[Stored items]

· · · · ·

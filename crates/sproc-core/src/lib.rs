//! SPROC Core - Core abstractions for typed stored-procedure calls
//!
//! This crate provides the types every other SPROC crate depends on:
//!
//! - `Value` - a cell or parameter value of any SQL type
//! - `SemanticType` / `StorageType` - abstract and storage type tags
//! - `ColumnValue` - conversion between `Value` and Rust types
//! - `Cursor` / `AsyncCursor` - forward-only result cursors
//! - `ScopedCursor` - exactly-once release of an invocation's cursor
//! - `ProcError` / `BindError` - the error taxonomy

mod column;
mod config;
mod cursor;
mod error;
mod types;

pub use column::*;
pub use config::*;
pub use cursor::*;
pub use error::*;
pub use types::*;

pub use tokio_util::sync::CancellationToken;
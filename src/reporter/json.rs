//! JSON run summary.

use crate::error::Result;
use crate::types::RunSummary;

/// JSON formatter for [`RunSummary`].
pub struct JsonSummary {
    /// Whether to pretty-print the output
    pretty: bool,
}

impl JsonSummary {
    /// Create a new JSON formatter.
    #[must_use]
    pub const fn new(pretty: bool) -> Self {
        Self { pretty }
    }

    /// Serialize `summary`.
    ///
    /// # Errors
    ///
    /// Returns `Serialize` if serialization fails.
    pub fn format(&self, summary: &RunSummary) -> Result<String> {
        let json = if self.pretty {
            serde_json::to_string_pretty(summary)
        } else {
            serde_json::to_string(summary)
        };

        json.map_err(|e| crate::err!(Serialize {
            message: e.to_string(),
        }))
    }
}

#[cfg(test)]
mod tests {
    use super::*;
    use crate::types::IndexSummary;
    use std::path::PathBuf;

    #[test]
    fn test_json_summary() {
        let summary = RunSummary {
            report_path: None,
            index_path: Some(PathBuf::from("out/index.html")),
            stats: None,
            index: Some(IndexSummary { count: 3, total_bytes: 900 }),
            generated_at: "2026-10-17 09:30:00".to_string(),
        };

        let json = JsonSummary::new(false).format(&summary).unwrap();
        let value: serde_json::Value = serde_json::from_str(&json).unwrap();

        assert_eq!(value["index_path"], "out/index.html");
        assert_eq!(value["index"]["count"], 3);
        assert_eq!(value["index"]["total_bytes"], 900);
        assert!(value["report_path"].is_null());
    }
}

· · · · ·

*What you will do:*
Please print all the data again exactly as given.

*Solution to this exercise:*
filename crates/sproc-core/src/lib.rs
//! SPROC Core - Core abstractions for typed stored-procedure calls
//!
//! This crate provides the types every other SPROC crate depends on:
//!
//! - `Value` - a cell or parameter value of any SQL type
//! - `SemanticType` / `StorageType` - abstract and storage type tags
//! - `ColumnValue` - conversion between `Value` and Rust types
//! - `Cursor` / `AsyncCursor` - forward-only result cursors
//! - `ScopedCursor` - exactly-once release of an invocation's cursor
//! - `ProcError` / `BindError` - the error taxonomy

mod column;
mod config;
mod cursor;
mod error;
mod types;

pub use column::*;
pub use config::*;
pub use cursor::*;
pub use error::*;
pub use types::*;

pub use tokio_util::sync::CancellationToken;
filename src/reporter/json.rs
//! JSON run summary.

use crate::error::Result;
use crate::types::RunSummary;

/// JSON formatter for [`RunSummary`].
pub struct JsonSummary {
    /// Whether to pretty-print the output
    pretty: bool,
}

impl JsonSummary {
    /// Create a new JSON formatter.
    #[must_use]
    pub const fn new(pretty: bool) -> Self {
        Self { pretty }
    }

    /// Serialize `summary`.
    ///
    /// # Errors
    ///
    /// Returns `Serialize` if serialization fails.
    pub fn format(&self, summary: &RunSummary) -> Result<String> {
        let json = if self.pretty {
            serde_json::to_string_pretty(summary)
        } else {
            serde_json::to_string(summary)
        };

        json.map_err(|e| crate::err!(Serialize {
            message: e.to_string(),
        }))
    }
}

#[cfg(test)]
mod tests {
    use super::*;
    use crate::types::IndexSummary;
    use std::path::PathBuf;

    #[test]
    fn test_json_summary() {
        let summary = RunSummary {
            report_path: None,
            index_path: Some(PathBuf::from("out/index.html")),
            stats: None,
            index: Some(IndexSummary { count: 3, total_bytes: 900 }),
            generated_at: "2026-10-17 09:30:00".to_string(),
        };

        let json = JsonSummary::new(false).format(&summary).unwrap();
        let value: serde_json::Value = serde_json::from_str(&json).unwrap();

        assert_eq!(value["index_path"], "out/index.html");
        assert_eq!(value["index"]["count"], 3);
        assert_eq!(value["index"]["total_bytes"], 900);
        assert!(value["report_path"].is_null());
    }
}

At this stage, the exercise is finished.